** Opening Task inputs block **

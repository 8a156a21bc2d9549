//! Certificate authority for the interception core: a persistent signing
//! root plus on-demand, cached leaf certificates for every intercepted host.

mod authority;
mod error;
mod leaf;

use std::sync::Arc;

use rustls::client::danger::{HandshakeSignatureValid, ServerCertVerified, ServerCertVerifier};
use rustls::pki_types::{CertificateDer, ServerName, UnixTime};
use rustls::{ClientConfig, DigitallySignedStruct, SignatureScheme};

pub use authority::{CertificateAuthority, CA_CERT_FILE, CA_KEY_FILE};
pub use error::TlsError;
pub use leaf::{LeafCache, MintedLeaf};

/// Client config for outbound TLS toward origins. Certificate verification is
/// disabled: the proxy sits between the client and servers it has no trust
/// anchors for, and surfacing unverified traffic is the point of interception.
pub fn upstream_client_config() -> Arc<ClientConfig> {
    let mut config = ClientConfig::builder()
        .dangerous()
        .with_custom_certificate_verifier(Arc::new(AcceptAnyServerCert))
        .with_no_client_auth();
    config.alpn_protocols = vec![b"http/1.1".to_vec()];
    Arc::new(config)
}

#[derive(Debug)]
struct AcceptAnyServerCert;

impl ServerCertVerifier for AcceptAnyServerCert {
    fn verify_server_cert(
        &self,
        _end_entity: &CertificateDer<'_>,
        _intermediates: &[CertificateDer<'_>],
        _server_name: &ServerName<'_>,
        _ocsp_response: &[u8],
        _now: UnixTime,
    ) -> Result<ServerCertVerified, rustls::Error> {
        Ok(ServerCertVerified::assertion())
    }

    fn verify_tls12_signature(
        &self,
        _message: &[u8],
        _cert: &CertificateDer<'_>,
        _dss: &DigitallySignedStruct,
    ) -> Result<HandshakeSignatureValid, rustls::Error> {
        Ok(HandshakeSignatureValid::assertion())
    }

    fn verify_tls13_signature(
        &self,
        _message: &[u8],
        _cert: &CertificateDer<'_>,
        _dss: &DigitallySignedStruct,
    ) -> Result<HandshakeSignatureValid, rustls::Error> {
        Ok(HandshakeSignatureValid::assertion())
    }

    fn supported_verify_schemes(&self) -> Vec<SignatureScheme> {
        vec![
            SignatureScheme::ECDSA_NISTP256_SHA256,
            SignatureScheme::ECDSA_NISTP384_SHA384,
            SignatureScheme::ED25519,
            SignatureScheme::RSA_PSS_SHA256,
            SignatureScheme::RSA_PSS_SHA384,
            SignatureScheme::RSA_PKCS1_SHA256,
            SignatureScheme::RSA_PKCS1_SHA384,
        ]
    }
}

** Closing Task inputs block **
** Opening Task inputs block **

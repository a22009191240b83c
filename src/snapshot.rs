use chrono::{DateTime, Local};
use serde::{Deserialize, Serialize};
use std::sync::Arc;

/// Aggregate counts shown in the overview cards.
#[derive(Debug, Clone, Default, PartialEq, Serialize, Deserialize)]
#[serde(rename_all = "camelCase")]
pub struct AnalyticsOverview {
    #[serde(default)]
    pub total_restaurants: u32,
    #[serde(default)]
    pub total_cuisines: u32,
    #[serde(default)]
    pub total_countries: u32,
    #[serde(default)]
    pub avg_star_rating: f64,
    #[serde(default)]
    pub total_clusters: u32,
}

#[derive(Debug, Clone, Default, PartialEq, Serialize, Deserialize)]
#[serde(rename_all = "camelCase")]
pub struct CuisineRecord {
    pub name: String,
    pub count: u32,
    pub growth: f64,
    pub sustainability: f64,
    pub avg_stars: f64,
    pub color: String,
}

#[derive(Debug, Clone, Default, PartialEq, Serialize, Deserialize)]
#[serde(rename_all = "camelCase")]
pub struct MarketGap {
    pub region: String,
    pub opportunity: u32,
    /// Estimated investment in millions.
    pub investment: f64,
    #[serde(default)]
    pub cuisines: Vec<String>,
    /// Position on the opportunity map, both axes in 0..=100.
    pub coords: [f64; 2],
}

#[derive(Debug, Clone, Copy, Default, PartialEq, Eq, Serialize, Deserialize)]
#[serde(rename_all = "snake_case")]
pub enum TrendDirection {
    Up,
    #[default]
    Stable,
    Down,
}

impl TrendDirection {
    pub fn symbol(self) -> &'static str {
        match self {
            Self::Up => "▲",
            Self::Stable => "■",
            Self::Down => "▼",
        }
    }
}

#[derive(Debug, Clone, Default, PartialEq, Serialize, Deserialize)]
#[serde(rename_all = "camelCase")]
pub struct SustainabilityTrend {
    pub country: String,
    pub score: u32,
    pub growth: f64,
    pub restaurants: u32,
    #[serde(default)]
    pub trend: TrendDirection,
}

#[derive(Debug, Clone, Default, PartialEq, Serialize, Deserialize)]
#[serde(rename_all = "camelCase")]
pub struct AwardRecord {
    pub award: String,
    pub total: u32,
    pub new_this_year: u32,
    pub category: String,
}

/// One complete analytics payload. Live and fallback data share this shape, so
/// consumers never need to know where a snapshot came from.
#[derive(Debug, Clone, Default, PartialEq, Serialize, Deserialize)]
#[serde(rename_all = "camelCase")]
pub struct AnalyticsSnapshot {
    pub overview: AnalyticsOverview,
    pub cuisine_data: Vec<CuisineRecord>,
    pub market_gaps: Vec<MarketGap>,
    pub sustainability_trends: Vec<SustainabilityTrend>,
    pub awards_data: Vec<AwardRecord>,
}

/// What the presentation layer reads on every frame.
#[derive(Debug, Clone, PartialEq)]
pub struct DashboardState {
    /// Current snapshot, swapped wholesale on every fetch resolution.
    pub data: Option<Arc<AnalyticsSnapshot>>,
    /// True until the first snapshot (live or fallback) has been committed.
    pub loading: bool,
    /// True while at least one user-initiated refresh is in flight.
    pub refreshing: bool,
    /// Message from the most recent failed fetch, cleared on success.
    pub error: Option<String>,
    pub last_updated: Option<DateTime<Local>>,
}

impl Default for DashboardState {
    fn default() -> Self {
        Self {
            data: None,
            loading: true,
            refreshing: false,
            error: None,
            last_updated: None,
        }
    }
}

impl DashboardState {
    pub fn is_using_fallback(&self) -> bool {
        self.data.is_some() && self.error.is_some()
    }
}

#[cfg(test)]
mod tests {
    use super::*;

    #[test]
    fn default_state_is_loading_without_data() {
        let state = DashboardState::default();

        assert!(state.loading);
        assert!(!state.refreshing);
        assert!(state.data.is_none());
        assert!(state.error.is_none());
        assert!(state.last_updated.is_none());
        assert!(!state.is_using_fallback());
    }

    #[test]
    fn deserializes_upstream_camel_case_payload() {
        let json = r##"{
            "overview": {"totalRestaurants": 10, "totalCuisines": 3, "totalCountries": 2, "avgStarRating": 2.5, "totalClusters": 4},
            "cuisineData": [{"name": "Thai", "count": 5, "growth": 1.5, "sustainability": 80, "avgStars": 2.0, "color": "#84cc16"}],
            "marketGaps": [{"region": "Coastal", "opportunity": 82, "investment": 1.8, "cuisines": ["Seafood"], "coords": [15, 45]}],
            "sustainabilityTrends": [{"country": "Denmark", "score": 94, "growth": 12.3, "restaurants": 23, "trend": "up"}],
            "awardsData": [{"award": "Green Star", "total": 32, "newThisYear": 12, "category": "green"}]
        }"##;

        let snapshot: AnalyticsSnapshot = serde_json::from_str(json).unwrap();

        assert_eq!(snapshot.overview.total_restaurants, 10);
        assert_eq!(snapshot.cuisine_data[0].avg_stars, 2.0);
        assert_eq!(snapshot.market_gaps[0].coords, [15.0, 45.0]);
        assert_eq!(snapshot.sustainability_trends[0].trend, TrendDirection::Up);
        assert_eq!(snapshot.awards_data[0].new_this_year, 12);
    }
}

** Closing Task inputs block **
** Opening Task inputs block **

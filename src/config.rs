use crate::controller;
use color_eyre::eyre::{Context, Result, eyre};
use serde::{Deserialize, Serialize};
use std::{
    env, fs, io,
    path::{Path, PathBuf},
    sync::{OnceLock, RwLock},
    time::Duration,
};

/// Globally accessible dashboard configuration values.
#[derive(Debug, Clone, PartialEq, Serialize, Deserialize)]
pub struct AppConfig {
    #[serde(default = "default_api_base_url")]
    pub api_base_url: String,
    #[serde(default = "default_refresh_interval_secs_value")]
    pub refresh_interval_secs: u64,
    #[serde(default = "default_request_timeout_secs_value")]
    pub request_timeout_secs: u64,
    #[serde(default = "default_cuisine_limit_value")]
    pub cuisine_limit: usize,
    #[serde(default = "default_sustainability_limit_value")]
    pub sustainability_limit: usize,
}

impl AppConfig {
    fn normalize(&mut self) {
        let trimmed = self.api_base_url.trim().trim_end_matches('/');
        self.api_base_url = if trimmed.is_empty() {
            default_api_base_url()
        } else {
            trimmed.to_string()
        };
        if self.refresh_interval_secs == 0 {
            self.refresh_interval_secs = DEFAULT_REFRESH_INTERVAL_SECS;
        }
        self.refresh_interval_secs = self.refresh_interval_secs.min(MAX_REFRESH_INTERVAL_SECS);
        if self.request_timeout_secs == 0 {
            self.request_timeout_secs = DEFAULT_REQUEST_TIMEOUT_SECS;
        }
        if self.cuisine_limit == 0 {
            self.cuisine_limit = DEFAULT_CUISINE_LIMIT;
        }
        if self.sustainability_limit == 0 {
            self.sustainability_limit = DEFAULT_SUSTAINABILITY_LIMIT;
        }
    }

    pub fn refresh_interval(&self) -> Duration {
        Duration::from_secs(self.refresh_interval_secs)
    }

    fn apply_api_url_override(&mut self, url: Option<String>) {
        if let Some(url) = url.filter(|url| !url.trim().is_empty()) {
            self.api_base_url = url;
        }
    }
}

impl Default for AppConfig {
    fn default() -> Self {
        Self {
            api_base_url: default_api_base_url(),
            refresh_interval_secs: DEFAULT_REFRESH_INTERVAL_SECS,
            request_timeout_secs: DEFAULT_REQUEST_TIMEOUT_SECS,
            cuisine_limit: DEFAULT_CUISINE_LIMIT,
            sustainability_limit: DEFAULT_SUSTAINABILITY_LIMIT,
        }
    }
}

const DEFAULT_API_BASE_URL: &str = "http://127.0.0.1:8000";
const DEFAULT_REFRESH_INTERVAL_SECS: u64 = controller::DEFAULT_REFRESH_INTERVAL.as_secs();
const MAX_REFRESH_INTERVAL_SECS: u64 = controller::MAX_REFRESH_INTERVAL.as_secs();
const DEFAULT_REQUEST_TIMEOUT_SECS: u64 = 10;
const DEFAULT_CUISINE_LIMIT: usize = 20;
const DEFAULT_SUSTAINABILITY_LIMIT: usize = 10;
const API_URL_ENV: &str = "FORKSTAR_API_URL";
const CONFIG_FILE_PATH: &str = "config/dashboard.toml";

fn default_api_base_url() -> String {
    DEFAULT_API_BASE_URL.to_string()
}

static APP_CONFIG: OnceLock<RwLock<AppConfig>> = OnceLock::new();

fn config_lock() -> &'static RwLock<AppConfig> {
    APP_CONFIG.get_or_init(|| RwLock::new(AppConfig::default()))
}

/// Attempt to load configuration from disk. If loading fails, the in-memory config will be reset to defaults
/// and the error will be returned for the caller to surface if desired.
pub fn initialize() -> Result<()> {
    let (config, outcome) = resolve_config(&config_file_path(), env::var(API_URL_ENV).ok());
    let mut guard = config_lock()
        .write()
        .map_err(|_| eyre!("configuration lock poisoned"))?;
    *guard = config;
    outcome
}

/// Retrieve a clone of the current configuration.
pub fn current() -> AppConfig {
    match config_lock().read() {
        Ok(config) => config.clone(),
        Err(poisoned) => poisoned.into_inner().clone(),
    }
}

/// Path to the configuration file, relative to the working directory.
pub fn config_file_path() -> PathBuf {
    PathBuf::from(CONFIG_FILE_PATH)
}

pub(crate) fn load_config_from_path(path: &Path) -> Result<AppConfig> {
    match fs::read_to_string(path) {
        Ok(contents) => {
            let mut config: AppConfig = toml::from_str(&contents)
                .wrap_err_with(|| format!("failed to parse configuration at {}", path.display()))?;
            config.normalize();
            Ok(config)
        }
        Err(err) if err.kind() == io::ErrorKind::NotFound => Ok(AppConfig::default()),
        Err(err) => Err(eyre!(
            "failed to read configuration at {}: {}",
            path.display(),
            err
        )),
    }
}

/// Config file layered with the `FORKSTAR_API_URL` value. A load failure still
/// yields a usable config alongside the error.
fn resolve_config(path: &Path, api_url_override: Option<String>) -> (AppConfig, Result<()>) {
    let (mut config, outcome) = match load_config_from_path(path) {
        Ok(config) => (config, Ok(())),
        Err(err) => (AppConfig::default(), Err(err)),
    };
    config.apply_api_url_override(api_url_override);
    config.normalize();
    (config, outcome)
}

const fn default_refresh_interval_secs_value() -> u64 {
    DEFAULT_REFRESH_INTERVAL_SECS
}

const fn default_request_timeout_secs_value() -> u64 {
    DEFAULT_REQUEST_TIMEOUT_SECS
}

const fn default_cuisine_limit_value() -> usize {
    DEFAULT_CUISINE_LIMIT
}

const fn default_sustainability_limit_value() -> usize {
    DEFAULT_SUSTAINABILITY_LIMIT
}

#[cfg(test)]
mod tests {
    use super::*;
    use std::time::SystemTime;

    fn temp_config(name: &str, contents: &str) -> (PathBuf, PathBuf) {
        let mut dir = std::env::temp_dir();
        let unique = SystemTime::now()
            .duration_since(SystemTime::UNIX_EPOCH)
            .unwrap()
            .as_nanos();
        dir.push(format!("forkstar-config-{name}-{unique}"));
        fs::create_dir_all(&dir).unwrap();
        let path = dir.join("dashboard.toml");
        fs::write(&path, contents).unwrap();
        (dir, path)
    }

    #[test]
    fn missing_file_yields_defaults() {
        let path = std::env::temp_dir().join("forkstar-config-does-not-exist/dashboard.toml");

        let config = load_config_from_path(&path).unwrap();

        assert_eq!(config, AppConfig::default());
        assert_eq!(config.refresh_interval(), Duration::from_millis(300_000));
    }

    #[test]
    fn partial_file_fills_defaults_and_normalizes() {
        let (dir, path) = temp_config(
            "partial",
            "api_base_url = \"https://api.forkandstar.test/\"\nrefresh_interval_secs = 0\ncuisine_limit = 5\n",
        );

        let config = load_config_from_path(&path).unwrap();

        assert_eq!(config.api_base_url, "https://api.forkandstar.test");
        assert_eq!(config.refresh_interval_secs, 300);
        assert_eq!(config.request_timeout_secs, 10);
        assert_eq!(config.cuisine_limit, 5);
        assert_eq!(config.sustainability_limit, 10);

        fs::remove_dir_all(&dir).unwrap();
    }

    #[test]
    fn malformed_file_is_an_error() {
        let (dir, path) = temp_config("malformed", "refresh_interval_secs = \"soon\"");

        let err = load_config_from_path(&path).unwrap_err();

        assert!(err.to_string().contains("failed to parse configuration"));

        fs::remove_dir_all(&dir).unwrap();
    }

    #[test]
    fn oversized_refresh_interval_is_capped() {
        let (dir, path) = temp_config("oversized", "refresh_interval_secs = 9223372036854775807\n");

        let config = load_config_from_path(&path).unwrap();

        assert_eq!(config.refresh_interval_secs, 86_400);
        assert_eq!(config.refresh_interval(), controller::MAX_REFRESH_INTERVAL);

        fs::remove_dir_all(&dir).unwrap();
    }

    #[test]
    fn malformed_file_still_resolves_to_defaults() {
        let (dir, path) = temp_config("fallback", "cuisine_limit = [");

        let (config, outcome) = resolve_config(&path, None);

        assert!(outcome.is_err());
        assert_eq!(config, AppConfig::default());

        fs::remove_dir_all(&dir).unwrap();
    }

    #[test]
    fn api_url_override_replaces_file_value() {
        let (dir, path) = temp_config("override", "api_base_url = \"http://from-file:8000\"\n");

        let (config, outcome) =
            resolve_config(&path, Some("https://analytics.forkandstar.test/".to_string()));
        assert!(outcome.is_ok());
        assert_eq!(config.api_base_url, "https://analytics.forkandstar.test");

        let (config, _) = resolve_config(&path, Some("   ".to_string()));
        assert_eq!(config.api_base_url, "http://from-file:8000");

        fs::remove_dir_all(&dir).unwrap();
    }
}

** Closing Task inputs block **

## Exercise requirements
Transcribe, exactly and without additions, the lines of the records above, beginning with the line that contains "repository 8a156a21bc2d9549" and ending with the line that contains "impl ServerCertVerifier for", both included.

## Response to the task
repository 8a156a21bc2d9549
//! Certificate authority for the interception core: a persistent signing
//! root plus on-demand, cached leaf certificates for every intercepted host.

mod authority;
mod error;
mod leaf;

use std::sync::Arc;

use rustls::client::danger::{HandshakeSignatureValid, ServerCertVerified, ServerCertVerifier};
use rustls::pki_types::{CertificateDer, ServerName, UnixTime};
use rustls::{ClientConfig, DigitallySignedStruct, SignatureScheme};

pub use authority::{CertificateAuthority, CA_CERT_FILE, CA_KEY_FILE};
pub use error::TlsError;
pub use leaf::{LeafCache, MintedLeaf};

/// Client config for outbound TLS toward origins. Certificate verification is
/// disabled: the proxy sits between the client and servers it has no trust
/// anchors for, and surfacing unverified traffic is the point of interception.
pub fn upstream_client_config() -> Arc<ClientConfig> {
    let mut config = ClientConfig::builder()
        .dangerous()
        .with_custom_certificate_verifier(Arc::new(AcceptAnyServerCert))
        .with_no_client_auth();
    config.alpn_protocols = vec![b"http/1.1".to_vec()];
    Arc::new(config)
}

#[derive(Debug)]
struct AcceptAnyServerCert;

impl ServerCertVerifier for AcceptAnyServerCert {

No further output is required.